The RdRP transgene protected mice from FV infection during the acute stages. We further observed that lowering the FV inoculum dose revealed an antiviral effect of the RdRP in the bone marrow (Fig. 5D and F), suggesting that RdRP likely inhibited early FV infection through yet-to-be-identified saturable factors. Studies using IFNAR knockout (KO) mice demonstrate that type I IFN signaling is critical for inhibiting FV infection in vivo (25). IFNAR signaling triggers many antiviral genes. Using the anti-IFNAR antibody MAR1-5A, we demonstrate that neutralizing the ISG signature in RdRP mice blocks protection from FV infection and simultaneously downregulates Oasl2 expression as well (Fig. 7). These data indicate that ongoing type I IFN signaling is required to maintain ISG augmentation and FV protection. Previous studies in RdRP mice have shown that hundreds of ISGs in multiple antiviral pathways are elevated in these mice (5). It is likely that many ISGs act at a number of different stages of the FV life cycle to limit viral infection and spread.

The most well-characterized and understood host protein that affects FV infection is murine apolipoprotein B mRNA-editing enzyme, catalytic polypeptide-like (APOBEC) 3 (mA3) (31, 32). Compared to WT mice, mA3 KO mice exhibited higher FV infection levels (31, 45, 46). Moreover, the antiretroviral effects of exogenously administered IFN-α were abrogated in mA3 KO mice (47). Interestingly, it was also shown that mA3 inhibited FV infection independent of IFNAR (48). The mA3 gene in FVB mice is the full-length, biologically attenuated form compared to that found in C57BL strains of mice. This raised the question of what other restriction factors, such as Tetherin/BST-2, may be involved in inhibiting FV infection in RdRP mice. In Fig. 2 and 4, we showed that, in fact, a number of ISGs are elevated in both the spleen and bone marrow, including BST-2. This again confirms that a broad range of ISGs upregulated in different tissues of RdRP mice are mediating protection from FV infection. Studies into less well-described genes upregulated in RdRP mice would be of interest in the future for identifying novel antiviral factors.

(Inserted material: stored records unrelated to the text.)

//! VAR(p) transition block in companion form.
//!
//! State: `[x_t; x_{t-1}; ...; x_{t-p+1}]` (`k p` entries). The top block row
//! of `T` holds `A_1 .. A_p`, identity blocks sit below the diagonal.

use std::sync::Arc;

use nalgebra::{DMatrix, DVector};
use tracing::debug;

use crate::error::{Result, SsfError};
use crate::matrix::symmetric::{lcholesky, symmetrize, CHOLESKY_EPSILON};
use crate::ssf::{Measurement, MultivariateSsf, SsfDynamics, SsfInitialization, UnitLoading};

#[derive(Debug, Clone)]
pub struct VarSsf {
    k: usize,
    lags: Vec<DMatrix<f64>>,
    sigma: DMatrix<f64>,
    sigma_factor: DMatrix<f64>,
    pstar0: DMatrix<f64>,
    diffuse: bool,
}

impl VarSsf {
    /// Stationary initialization: `P0` solves `P = T P T' + V`.
    pub fn stationary(lags: Vec<DMatrix<f64>>, sigma: DMatrix<f64>) -> Result<Self> {
        let mut ssf = Self::build(lags, sigma, false)?;
        let t = ssf.t(0);
        let radius = t
            .clone()
            .complex_eigenvalues()
            .iter()
            .map(|c| c.norm())
            .fold(0.0, f64::max);
        if radius >= 1.0 {
            return Err(SsfError::NonStationary);
        }
        ssf.pstar0 = solve_lyapunov(&t, &ssf.v(0))?;
        Ok(ssf)
    }

    /// Whole initial state diffuse.
    pub fn diffuse(lags: Vec<DMatrix<f64>>, sigma: DMatrix<f64>) -> Result<Self> {
        Self::build(lags, sigma, true)
    }

    fn build(lags: Vec<DMatrix<f64>>, sigma: DMatrix<f64>, diffuse: bool) -> Result<Self> {
        let k = sigma.nrows();
        if !sigma.is_square() {
            return Err(SsfError::DimensionMismatch {
                what: "var innovation covariance",
                expected: k,
                got: sigma.ncols(),
            });
        }
        if lags.is_empty() {
            return Err(SsfError::ModelError("VAR needs at least one lag".into()));
        }
        for a in &lags {
            if a.shape() != (k, k) {
                return Err(SsfError::DimensionMismatch {
                    what: "var lag matrix",
                    expected: k,
                    got: a.nrows(),
                });
            }
        }
        let mut sigma_factor = sigma.clone();
        lcholesky(&mut sigma_factor, CHOLESKY_EPSILON);
        let n = k * lags.len();
        Ok(Self {
            k,
            lags,
            sigma,
            sigma_factor,
            pstar0: DMatrix::zeros(n, n),
            diffuse,
        })
    }

    pub fn n_variables(&self) -> usize {
        self.k
    }

    pub fn n_lags(&self) -> usize {
        self.lags.len()
    }

    /// Each variable observed exactly.
    pub fn into_multivariate(self) -> Result<MultivariateSsf> {
        let (k, n) = (self.k, self.k * self.lags.len());
        let model = Arc::new(self);
        let measurements = (0..k)
            .map(|i| Ok(Measurement::exact(Arc::new(UnitLoading::new(n, i)?))))
            .collect::<Result<Vec<_>>>()?;
        let initialization: Arc<dyn SsfInitialization> = model.clone();
        MultivariateSsf::new(initialization, model, measurements)
    }
}

/// vec(P) = (I - T (x) T)^{-1} vec(V)
fn solve_lyapunov(t: &DMatrix<f64>, v: &DMatrix<f64>) -> Result<DMatrix<f64>> {
    let n = t.nrows();
    let system = DMatrix::identity(n * n, n * n) - t.kronecker(t);
    let rhs = DVector::from_column_slice(v.as_slice());
    let sol = system.lu().solve(&rhs).ok_or(SsfError::NonStationary)?;
    let mut p = DMatrix::from_column_slice(n, n, sol.as_slice());
    symmetrize(&mut p);
    debug!(dim = n, "var stationary covariance");
    Ok(p)
}

impl SsfInitialization for VarSsf {
    fn dim(&self) -> usize {
        self.k * self.lags.len()
    }

    fn diffuse_dim(&self) -> usize {
        if self.diffuse {
            self.k * self.lags.len()
        } else {
            0
        }
    }

    fn pf0(&self) -> DMatrix<f64> {
        self.pstar0.clone()
    }

    fn b(&self) -> DMatrix<f64> {
        let n = SsfInitialization::dim(self);
        if self.diffuse {
            DMatrix::identity(n, n)
        } else {
            DMatrix::zeros(n, 0)
        }
    }
}

impl SsfDynamics for VarSsf {
    fn dim(&self) -> usize {
        self.k * self.lags.len()
    }

    fn t(&self, _pos: usize) -> DMatrix<f64> {
        let (k, p) = (self.k, self.lags.len());
        let mut t = DMatrix::zeros(k * p, k * p);
        for (j, a) in self.lags.iter().enumerate() {
            t.view_mut((0, j * k), (k, k)).copy_from(a);
        }
        for j in 1..p {
            t.view_mut((j * k, (j - 1) * k), (k, k))
                .fill_with_identity();
        }
        t
    }

    fn s(&self, _pos: usize) -> DMatrix<f64> {
        let mut s = DMatrix::zeros(self.k * self.lags.len(), self.k);
        s.view_mut((0, 0), (self.k, self.k))
            .copy_from(&self.sigma_factor);
        s
    }

    fn innovations_dim(&self) -> usize {
        self.k
    }

    fn tx(&self, _pos: usize, x: &mut DVector<f64>) {
        let (k, p) = (self.k, self.lags.len());
        let mut top = DVector::zeros(k);
        for (j, a) in self.lags.iter().enumerate() {
            top.gemv(1.0, a, &x.rows(j * k, k), 1.0);
        }
        for i in (k..k * p).rev() {
            x[i] = x[i - k];
        }
        x.rows_mut(0, k).copy_from(&top);
    }

    fn add_v(&self, _pos: usize, p: &mut DMatrix<f64>) {
        let k = self.k;
        let mut block = p.view_mut((0, 0), (k, k));
        block += &self.sigma;
    }
}
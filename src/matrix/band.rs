//! Symmetric band matrices and their banded Cholesky factor.
//!
//! Only the lower band is stored: element `(i, j)` with `0 <= i - j <= bw`
//! lives at `data[(i - j, j)]`.

use nalgebra::DMatrix;

use crate::error::{Result, SsfError};

#[derive(Debug, Clone)]
pub struct SymmetricBandMatrix {
    data: DMatrix<f64>,
    bandwidth: usize,
}

impl SymmetricBandMatrix {
    pub fn zeros(dim: usize, bandwidth: usize) -> Self {
        Self {
            data: DMatrix::zeros(bandwidth + 1, dim),
            bandwidth,
        }
    }

    pub fn dim(&self) -> usize {
        self.data.ncols()
    }

    pub fn bandwidth(&self) -> usize {
        self.bandwidth
    }

    /// Element (i, j); zero outside the band.
    pub fn get(&self, i: usize, j: usize) -> f64 {
        let (i, j) = if i >= j { (i, j) } else { (j, i) };
        if i - j > self.bandwidth {
            0.0
        } else {
            self.data[(i - j, j)]
        }
    }

    /// Sets (i, j) and, implicitly, (j, i).
    pub fn set(&mut self, i: usize, j: usize, value: f64) -> Result<()> {
        let (i, j) = if i >= j { (i, j) } else { (j, i) };
        if i - j > self.bandwidth {
            return Err(SsfError::DimensionMismatch {
                what: "band offset",
                expected: self.bandwidth,
                got: i - j,
            });
        }
        self.data[(i - j, j)] = value;
        Ok(())
    }

    pub fn to_dense(&self) -> DMatrix<f64> {
        let n = self.dim();
        DMatrix::from_fn(n, n, |i, j| self.get(i, j))
    }

    /// Banded Cholesky factor, same zero-pivot rule as the dense `lcholesky`.
    pub fn cholesky(mut self, tol: f64) -> BandCholesky {
        let n = self.dim();
        let m = self.bandwidth;
        let scale = (0..n).map(|j| self.data[(0, j)]).fold(1.0_f64, f64::max);
        let eps = tol * scale;
        let mut rank = 0;
        for j in 0..n {
            let k0 = j.saturating_sub(m);
            let mut d = self.data[(0, j)];
            for k in k0..j {
                let l = self.data[(j - k, k)];
                d -= l * l;
            }
            let imax = (j + m).min(n.saturating_sub(1));
            if d <= eps {
                for i in j..=imax {
                    self.data[(i - j, j)] = 0.0;
                }
                continue;
            }
            rank += 1;
            let ljj = d.sqrt();
            self.data[(0, j)] = ljj;
            for i in (j + 1)..=imax {
                let mut v = self.data[(i - j, j)];
                for k in i.saturating_sub(m)..j {
                    v -= self.data[(i - k, k)] * self.data[(j - k, k)];
                }
                self.data[(i - j, j)] = v / ljj;
            }
        }
        BandCholesky {
            data: self.data,
            bandwidth: m,
            rank,
        }
    }
}

/// Lower band factor L with A = LL'.
#[derive(Debug, Clone)]
pub struct BandCholesky {
    data: DMatrix<f64>,
    bandwidth: usize,
    rank: usize,
}

impl BandCholesky {
    pub fn dim(&self) -> usize {
        self.data.ncols()
    }

    pub fn rank(&self) -> usize {
        self.rank
    }

    pub fn diagonal(&self, i: usize) -> f64 {
        self.data[(0, i)]
    }

    /// b <- L^{-1} b, zero pivots give zero components.
    pub fn lsolve(&self, b: &mut [f64]) {
        let m = self.bandwidth;
        for i in 0..self.dim().min(b.len()) {
            let d = self.data[(0, i)];
            if d == 0.0 {
                b[i] = 0.0;
                continue;
            }
            let mut v = b[i];
            for k in i.saturating_sub(m)..i {
                v -= self.data[(i - k, k)] * b[k];
            }
            b[i] = v / d;
        }
    }

    /// log |A| = 2 sum log L_ii over the non-zero pivots.
    pub fn log_determinant(&self) -> f64 {
        (0..self.dim())
            .map(|i| self.data[(0, i)])
            .filter(|&d| d > 0.0)
            .map(|d| 2.0 * d.ln())
            .sum()
    }

    pub fn to_dense(&self) -> DMatrix<f64> {
        let n = self.dim();
        let m = self.bandwidth;
        DMatrix::from_fn(n, n, |i, j| {
            if i >= j && i - j <= m {
                self.data[(i - j, j)]
            } else {
                0.0
            }
        })
    }
}

#[cfg(test)]
mod tests {
    use super::*;
    use crate::matrix::distance;
    use crate::matrix::symmetric::{lcholesky, CHOLESKY_EPSILON};

    /// Covariance of an MA(2) process: a pentadiagonal Toeplitz matrix.
    fn ma2_band(n: usize) -> SymmetricBandMatrix {
        let (t1, t2) = (0.4, -0.3);
        let g = [1.0 + t1 * t1 + t2 * t2, t1 + t1 * t2, t2];
        let mut a = SymmetricBandMatrix::zeros(n, 2);
        for j in 0..n {
            for k in 0..=2 {
                if j + k < n {
                    a.set(j + k, j, g[k]).unwrap();
                }
            }
        }
        a
    }

    #[test]
    fn test_band_cholesky_matches_dense() {
        let a = ma2_band(12);
        let dense = a.to_dense();
        let l = a.cholesky(CHOLESKY_EPSILON);
        assert_eq!(l.rank(), 12);
        let mut reference = dense.clone();
        lcholesky(&mut reference, CHOLESKY_EPSILON);
        assert!(distance(&l.to_dense(), &reference) < 1e-12);
        assert!(distance(&(l.to_dense() * l.to_dense().transpose()), &dense) < 1e-12);

        let expected = dense.determinant().ln();
        assert!((l.log_determinant() - expected).abs() < 1e-10);
    }

    #[test]
    fn test_band_lsolve() {
        let a = ma2_band(8);
        let l = a.cholesky(CHOLESKY_EPSILON);
        let b: Vec<f64> = (0..8).map(|i| (i as f64).sin()).collect();
        let mut x = b.clone();
        l.lsolve(&mut x);
        let lx = l.to_dense() * nalgebra::DVector::from_vec(x);
        for i in 0..8 {
            assert!((lx[i] - b[i]).abs() < 1e-12);
        }
    }

    #[test]
    fn test_set_outside_band_fails() {
        let mut a = SymmetricBandMatrix::zeros(5, 1);
        assert!(a.set(3, 0, 1.0).is_err());
        a.set(0, 1, 2.0).unwrap();
        assert_eq!(a.get(1, 0), 2.0);
        assert_eq!(a.get(4, 0), 0.0);
    }
}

We also observed a protective effect of the RdRP genotype during the chronic stages of FV infection. In contrast to the acute stages, at later postinfection time points, adaptive immune responses play important roles. It is interesting that our data suggest that the presence of the RdRP may act to reduce the FV set point during chronic infection. Viral set point refers to the equilibrium between virus and host that is established during chronic infection with viruses such as HIV-1 (40, 49, 50). The host immune system is able to partially control, but not clear, the virus, maintaining replication at a fairly constant level. The set point is highly clinically relevant for HIV-1 pathogenesis, as it strongly determines HIV disease progression (40). Current models suggest that changes in this asymptomatic phase balance point between the human host and HIV-1 are driven largely by the adaptive immune system (51 –55). Major histocompatibility complex (MHC) alleles that allow for better peptide presentation and a strong cytotoxic T cell response are the main drivers of a lower viral set point and delayed disease progression (51 –55). Similarly, in Friend virus infection, protective MHC alleles that confer resistance have been reported (21, 56, 57). Interestingly, in this RdRP mouse model, which is characterized by a predominantly innate as opposed to adaptive immune system augmentation, we found that RdRP mice, but not their WT counterparts, had some recovery from viremia during chronic infection (Fig. 6D). The mechanism(s) remains unclear, and adaptive immune system variables may be operative too. One possibility is that RdRP-induced antiviral ISGs act continuously to restrain viral replication. They may also or alternatively inhibit acute FV infection, which then reduces FV-induced immunosuppression (30), resulting in a more potent adaptive immune response. It will be valuable to evaluate the induction of T cell and neutralizing antibody responses in RdRP mice infected with FV to evaluate the role of the adaptive response in viral control.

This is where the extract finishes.